»»

//! Error types for warc-framer

use std::io;
use thiserror::Error;

/// Result type for warc-framer operations
pub type Result<T> = std::result::Result<T, WarcError>;

/// Errors that can occur while reading or writing WARC files
#[derive(Debug, Error)]
pub enum WarcError {
    /// I/O error on the source or sink
    #[error("I/O error: {0}")]
    Io(#[from] io::Error),

    /// Record framing is broken (malformed header, missing separator, truncated record)
    #[error("Framing error at offset {offset}: {reason}")]
    Framing {
        /// Offset into the decompressed stream where the problem was detected
        offset: u64,
        /// What went wrong
        reason: String,
    },

    /// Compressed input could not be decoded
    #[error("Invalid gzip data near compressed offset {offset}: {source}")]
    Decode {
        /// Approximate offset into the compressed stream
        offset: u64,
        /// Underlying decompression error
        #[source]
        source: io::Error,
    },

    /// API used out of order (no source path, session already open, ...)
    #[error("Usage error: {0}")]
    Usage(String),

    /// Configuration error
    #[error("Configuration error: {0}")]
    Config(String),
}

impl WarcError {
    pub(crate) fn framing(offset: u64, reason: impl Into<String>) -> Self {
        Self::Framing {
            offset,
            reason: reason.into(),
        }
    }

    /// Map an error returned by a source `Read` into the crate taxonomy.
    ///
    /// Decompression failures travel through `io::Read` wrapped in a
    /// [`GunzipFailure`]; they are unwrapped back into [`WarcError::Decode`].
    pub(crate) fn from_source(err: io::Error) -> Self {
        let is_gunzip = err
            .get_ref()
            .is_some_and(|inner| inner.is::<GunzipFailure>());
        if !is_gunzip {
            return Self::Io(err);
        }
        match err.into_inner().map(|inner| inner.downcast::<GunzipFailure>()) {
            Some(Ok(failure)) => {
                let GunzipFailure { offset, source } = *failure;
                Self::Decode { offset, source }
            }
            _ => Self::Io(io::Error::new(
                io::ErrorKind::InvalidData,
                "gzip decode failure",
            )),
        }
    }

    /// Whether this is a framing error
    #[must_use]
    pub fn is_framing(&self) -> bool {
        matches!(self, Self::Framing { .. })
    }
}

/// Decompression failure carried inside an `io::Error` by the gunzip reader
#[derive(Debug, Error)]
#[error("gzip member failed at compressed offset {offset}: {source}")]
pub(crate) struct GunzipFailure {
    pub(crate) offset: u64,
    #[source]
    pub(crate) source: io::Error,
}

impl From<GunzipFailure> for io::Error {
    fn from(failure: GunzipFailure) -> Self {
        io::Error::new(io::ErrorKind::InvalidData, failure)
    }
}

#[cfg(test)]
mod tests {
    use super::*;

    #[test]
    fn test_plain_io_error_stays_io() {
        let err = WarcError::from_source(io::Error::new(io::ErrorKind::NotFound, "gone"));
        assert!(matches!(err, WarcError::Io(_)));
    }

    #[test]
    fn test_gunzip_failure_becomes_decode() {
        let failure = GunzipFailure {
            offset: 42,
            source: io::Error::new(io::ErrorKind::InvalidInput, "corrupt deflate stream"),
        };
        let err = WarcError::from_source(failure.into());
        match err {
            WarcError::Decode { offset, .. } => assert_eq!(offset, 42),
            other => panic!("unexpected error: {other}"),
        }
    }

    #[test]
    fn test_framing_display() {
        let err = WarcError::framing(7, "truncated record");
        assert!(err.is_framing());
        assert_eq!(err.to_string(), "Framing error at offset 7: truncated record");
    }
}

««

### Aim of the task
Exactly as they appear above, the records are to be transcribed in full.

### Response area
//! Error types for warc-framer

use std::io;
use thiserror::Error;

/// Result type for warc-framer operations
pub type Result<T> = std::result::Result<T, WarcError>;

/// Errors that can occur while reading or writing WARC files
#[derive(Debug, Error)]
pub enum WarcError {
    /// I/O error on the source or sink
    #[error("I/O error: {0}")]
    Io(#[from] io::Error),

    /// Record framing is broken (malformed header, missing separator, truncated record)
    #[error("Framing error at offset {offset}: {reason}")]
    Framing {
        /// Offset into the decompressed stream where the problem was detected
        offset: u64,
        /// What went wrong
        reason: String,
    },

    /// Compressed input could not be decoded
    #[error("Invalid gzip data near compressed offset {offset}: {source}")]
    Decode {
        /// Approximate offset into the compressed stream
        offset: u64,
        /// Underlying decompression error
        #[source]
        source: io::Error,
    },

    /// API used out of order (no source path, session already open, ...)
    #[error("Usage error: {0}")]
    Usage(String),

    /// Configuration error
    #[error("Configuration error: {0}")]
    Config(String),
}

impl WarcError {
    pub(crate) fn framing(offset: u64, reason: impl Into<String>) -> Self {
        Self::Framing {
            offset,
            reason: reason.into(),
        }
    }

    /// Map an error returned by a source `Read` into the crate taxonomy.
    ///
    /// Decompression failures travel through `io::Read` wrapped in a
    /// [`GunzipFailure`]; they are unwrapped back into [`WarcError::Decode`].
    pub(crate) fn from_source(err: io::Error) -> Self {
        let is_gunzip = err
            .get_ref()
            .is_some_and(|inner| inner.is::<GunzipFailure>());
        if !is_gunzip {
            return Self::Io(err);
        }
        match err.into_inner().map(|inner| inner.downcast::<GunzipFailure>()) {
            Some(Ok(failure)) => {
                let GunzipFailure { offset, source } = *failure;
                Self::Decode { offset, source }
            }
            _ => Self::Io(io::Error::new(
                io::ErrorKind::InvalidData,
                "gzip decode failure",
            )),
        }
    }

    /// Whether this is a framing error
    #[must_use]
    pub fn is_framing(&self) -> bool {
        matches!(self, Self::Framing { .. })
    }
}

/// Decompression failure carried inside an `io::Error` by the gunzip reader
#[derive(Debug, Error)]
#[error("gzip member failed at compressed offset {offset}: {source}")]
pub(crate) struct GunzipFailure {
    pub(crate) offset: u64,
    #[source]
    pub(crate) source: io::Error,
}

impl From<GunzipFailure> for io::Error {
    fn from(failure: GunzipFailure) -> Self {
        io::Error::new(io::ErrorKind::InvalidData, failure)
    }
}

#[cfg(test)]
mod tests {
    use super::*;

    #[test]
    fn test_plain_io_error_stays_io() {
        let err = WarcError::from_source(io::Error::new(io::ErrorKind::NotFound, "gone"));
        assert!(matches!(err, WarcError::Io(_)));
    }

    #[test]
    fn test_gunzip_failure_becomes_decode() {
        let failure = GunzipFailure {
            offset: 42,
            source: io::Error::new(io::ErrorKind::InvalidInput, "corrupt deflate stream"),
        };
        let err = WarcError::from_source(failure.into());
        match err {
            WarcError::Decode { offset, .. } => assert_eq!(offset, 42),
            other => panic!("unexpected error: {other}"),
        }
    }

    #[test]
    fn test_framing_display() {
        let err = WarcError::framing(7, "truncated record");
        assert!(err.is_framing());
        assert_eq!(err.to_string(), "Framing error at offset 7: truncated record");
    }
}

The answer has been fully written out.